• **Task objective**
Find where "let mut out" appears in the records below, then return that line and every later line exactly, stopping only at the last line.

• **Listed entries**
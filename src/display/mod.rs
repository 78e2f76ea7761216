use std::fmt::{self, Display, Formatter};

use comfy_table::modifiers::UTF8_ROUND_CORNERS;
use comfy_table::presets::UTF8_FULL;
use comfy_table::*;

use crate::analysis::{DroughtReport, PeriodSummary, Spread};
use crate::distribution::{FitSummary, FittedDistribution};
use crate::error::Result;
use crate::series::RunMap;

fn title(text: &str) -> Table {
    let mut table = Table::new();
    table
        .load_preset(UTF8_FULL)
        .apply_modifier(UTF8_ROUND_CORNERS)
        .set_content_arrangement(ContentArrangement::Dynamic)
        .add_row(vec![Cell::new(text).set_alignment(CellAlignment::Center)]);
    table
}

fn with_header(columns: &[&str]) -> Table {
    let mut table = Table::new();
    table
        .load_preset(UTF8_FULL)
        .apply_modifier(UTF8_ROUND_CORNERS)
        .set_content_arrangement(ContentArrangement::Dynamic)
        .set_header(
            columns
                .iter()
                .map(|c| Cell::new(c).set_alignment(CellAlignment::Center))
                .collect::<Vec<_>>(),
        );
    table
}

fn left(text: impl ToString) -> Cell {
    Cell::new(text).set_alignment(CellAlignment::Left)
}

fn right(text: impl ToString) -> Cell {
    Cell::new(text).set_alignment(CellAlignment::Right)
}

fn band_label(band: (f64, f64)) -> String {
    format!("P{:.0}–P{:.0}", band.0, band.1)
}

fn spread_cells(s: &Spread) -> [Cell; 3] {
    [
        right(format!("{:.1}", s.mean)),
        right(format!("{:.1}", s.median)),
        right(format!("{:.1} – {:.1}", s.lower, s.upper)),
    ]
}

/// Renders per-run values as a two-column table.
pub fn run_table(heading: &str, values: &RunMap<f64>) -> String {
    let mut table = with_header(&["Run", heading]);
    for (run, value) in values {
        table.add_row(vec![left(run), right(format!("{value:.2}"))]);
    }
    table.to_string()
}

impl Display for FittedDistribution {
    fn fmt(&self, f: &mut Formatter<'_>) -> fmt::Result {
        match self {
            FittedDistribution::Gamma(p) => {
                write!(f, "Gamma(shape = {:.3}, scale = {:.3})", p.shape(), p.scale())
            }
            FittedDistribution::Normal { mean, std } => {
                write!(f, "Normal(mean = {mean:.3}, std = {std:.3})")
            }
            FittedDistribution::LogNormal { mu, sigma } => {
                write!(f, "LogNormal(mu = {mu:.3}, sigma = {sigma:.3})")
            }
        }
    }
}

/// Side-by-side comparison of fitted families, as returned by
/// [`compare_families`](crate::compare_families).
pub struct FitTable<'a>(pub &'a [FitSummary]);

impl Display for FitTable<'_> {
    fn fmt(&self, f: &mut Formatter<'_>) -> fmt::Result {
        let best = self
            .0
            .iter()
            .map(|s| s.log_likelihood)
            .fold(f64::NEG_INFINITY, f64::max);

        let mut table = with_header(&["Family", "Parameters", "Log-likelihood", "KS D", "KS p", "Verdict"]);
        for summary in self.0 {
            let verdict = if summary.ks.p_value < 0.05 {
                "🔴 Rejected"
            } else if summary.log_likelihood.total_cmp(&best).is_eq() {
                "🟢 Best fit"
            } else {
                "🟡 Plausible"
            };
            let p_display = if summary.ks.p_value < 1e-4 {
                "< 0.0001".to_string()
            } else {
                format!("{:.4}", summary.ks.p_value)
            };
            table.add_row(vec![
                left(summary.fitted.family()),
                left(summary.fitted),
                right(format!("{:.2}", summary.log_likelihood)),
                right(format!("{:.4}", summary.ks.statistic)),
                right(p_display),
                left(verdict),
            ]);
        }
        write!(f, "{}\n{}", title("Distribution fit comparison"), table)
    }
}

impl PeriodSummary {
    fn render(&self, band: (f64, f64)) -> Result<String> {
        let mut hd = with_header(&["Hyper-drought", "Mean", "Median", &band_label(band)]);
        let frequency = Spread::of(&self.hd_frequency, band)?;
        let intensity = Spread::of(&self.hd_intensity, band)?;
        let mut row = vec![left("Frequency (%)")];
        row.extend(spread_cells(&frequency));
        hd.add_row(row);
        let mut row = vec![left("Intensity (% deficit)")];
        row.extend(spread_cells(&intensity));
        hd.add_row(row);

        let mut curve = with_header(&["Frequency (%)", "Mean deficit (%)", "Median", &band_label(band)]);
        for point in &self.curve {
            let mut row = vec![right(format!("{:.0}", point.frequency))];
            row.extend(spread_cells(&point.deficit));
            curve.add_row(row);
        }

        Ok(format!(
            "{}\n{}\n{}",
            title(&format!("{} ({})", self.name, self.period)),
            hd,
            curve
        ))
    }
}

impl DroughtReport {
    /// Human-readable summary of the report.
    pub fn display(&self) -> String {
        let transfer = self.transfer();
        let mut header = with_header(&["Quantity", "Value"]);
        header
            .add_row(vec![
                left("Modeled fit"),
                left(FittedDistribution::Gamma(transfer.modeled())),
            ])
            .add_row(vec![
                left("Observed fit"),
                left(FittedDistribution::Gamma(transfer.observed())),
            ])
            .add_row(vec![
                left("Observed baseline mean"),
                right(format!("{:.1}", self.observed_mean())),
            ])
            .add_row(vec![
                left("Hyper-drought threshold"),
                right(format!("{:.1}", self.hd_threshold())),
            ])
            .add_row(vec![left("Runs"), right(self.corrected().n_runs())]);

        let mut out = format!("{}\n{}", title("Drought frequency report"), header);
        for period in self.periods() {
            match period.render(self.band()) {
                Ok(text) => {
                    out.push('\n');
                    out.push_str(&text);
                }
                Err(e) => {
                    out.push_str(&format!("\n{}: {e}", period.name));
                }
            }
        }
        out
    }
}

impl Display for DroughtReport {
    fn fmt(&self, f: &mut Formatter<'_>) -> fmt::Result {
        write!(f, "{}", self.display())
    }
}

• **Solved problem**
        let mut out = format!("{}\n{}", title("Drought frequency report"), header);
        for period in self.periods() {
            match period.render(self.band()) {
                Ok(text) => {
                    out.push('\n');
                    out.push_str(&text);
                }
                Err(e) => {
                    out.push_str(&format!("\n{}: {e}", period.name));
                }
            }
        }
        out
    }
}

impl Display for DroughtReport {
    fn fmt(&self, f: &mut Formatter<'_>) -> fmt::Result {
        write!(f, "{}", self.display())
    }
}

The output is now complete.